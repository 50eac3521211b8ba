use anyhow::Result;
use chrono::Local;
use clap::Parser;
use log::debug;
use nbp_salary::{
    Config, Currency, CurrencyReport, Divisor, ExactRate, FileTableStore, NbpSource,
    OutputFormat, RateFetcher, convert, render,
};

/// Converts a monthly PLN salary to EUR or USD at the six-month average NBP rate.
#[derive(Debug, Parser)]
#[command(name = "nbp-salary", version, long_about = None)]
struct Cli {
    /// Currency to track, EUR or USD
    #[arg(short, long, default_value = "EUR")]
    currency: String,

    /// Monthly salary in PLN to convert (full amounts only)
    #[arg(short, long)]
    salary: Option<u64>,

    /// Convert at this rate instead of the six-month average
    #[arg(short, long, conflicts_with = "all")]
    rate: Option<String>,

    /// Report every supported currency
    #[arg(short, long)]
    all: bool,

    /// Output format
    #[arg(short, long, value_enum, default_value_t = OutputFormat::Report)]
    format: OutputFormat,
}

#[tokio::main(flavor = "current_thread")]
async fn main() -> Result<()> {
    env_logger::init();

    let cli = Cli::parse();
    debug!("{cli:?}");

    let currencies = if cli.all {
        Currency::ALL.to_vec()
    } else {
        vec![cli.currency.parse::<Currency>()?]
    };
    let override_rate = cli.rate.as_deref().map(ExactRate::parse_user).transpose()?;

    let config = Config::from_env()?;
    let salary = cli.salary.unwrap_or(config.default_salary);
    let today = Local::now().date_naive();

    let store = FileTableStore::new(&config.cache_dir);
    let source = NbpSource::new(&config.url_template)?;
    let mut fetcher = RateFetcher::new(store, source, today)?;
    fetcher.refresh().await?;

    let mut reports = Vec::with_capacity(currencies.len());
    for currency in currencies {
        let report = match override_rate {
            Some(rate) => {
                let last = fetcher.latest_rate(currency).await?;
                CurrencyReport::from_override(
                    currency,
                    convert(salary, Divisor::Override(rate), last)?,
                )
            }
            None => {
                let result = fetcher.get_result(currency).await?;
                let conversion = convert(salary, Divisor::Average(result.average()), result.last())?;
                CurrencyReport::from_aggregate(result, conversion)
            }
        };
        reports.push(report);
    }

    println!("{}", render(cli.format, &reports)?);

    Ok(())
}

━━━━━━━━━━

Retyping every entry exactly is the whole of the task.

- [Solution to this problem]
repository 50eac3521211b8ba
use anyhow::Result;
use chrono::Local;
use clap::Parser;
use log::debug;
use nbp_salary::{
    Config, Currency, CurrencyReport, Divisor, ExactRate, FileTableStore, NbpSource,
    OutputFormat, RateFetcher, convert, render,
};

/// Converts a monthly PLN salary to EUR or USD at the six-month average NBP rate.
#[derive(Debug, Parser)]
#[command(name = "nbp-salary", version, long_about = None)]
struct Cli {
    /// Currency to track, EUR or USD
    #[arg(short, long, default_value = "EUR")]
    currency: String,

    /// Monthly salary in PLN to convert (full amounts only)
    #[arg(short, long)]
    salary: Option<u64>,

    /// Convert at this rate instead of the six-month average
    #[arg(short, long, conflicts_with = "all")]
    rate: Option<String>,

    /// Report every supported currency
    #[arg(short, long)]
    all: bool,

    /// Output format
    #[arg(short, long, value_enum, default_value_t = OutputFormat::Report)]
    format: OutputFormat,
}

#[tokio::main(flavor = "current_thread")]
async fn main() -> Result<()> {
    env_logger::init();

    let cli = Cli::parse();
    debug!("{cli:?}");

    let currencies = if cli.all {
        Currency::ALL.to_vec()
    } else {
        vec![cli.currency.parse::<Currency>()?]
    };
    let override_rate = cli.rate.as_deref().map(ExactRate::parse_user).transpose()?;

    let config = Config::from_env()?;
    let salary = cli.salary.unwrap_or(config.default_salary);
    let today = Local::now().date_naive();

    let store = FileTableStore::new(&config.cache_dir);
    let source = NbpSource::new(&config.url_template)?;
    let mut fetcher = RateFetcher::new(store, source, today)?;
    fetcher.refresh().await?;

    let mut reports = Vec::with_capacity(currencies.len());
    for currency in currencies {
        let report = match override_rate {
            Some(rate) => {
                let last = fetcher.latest_rate(currency).await?;
                CurrencyReport::from_override(
                    currency,
                    convert(salary, Divisor::Override(rate), last)?,
                )
            }
            None => {
                let result = fetcher.get_result(currency).await?;
                let conversion = convert(salary, Divisor::Average(result.average()), result.last())?;
                CurrencyReport::from_aggregate(result, conversion)
            }
        };
        reports.push(report);
    }

    println!("{}", render(cli.format, &reports)?);

    Ok(())
}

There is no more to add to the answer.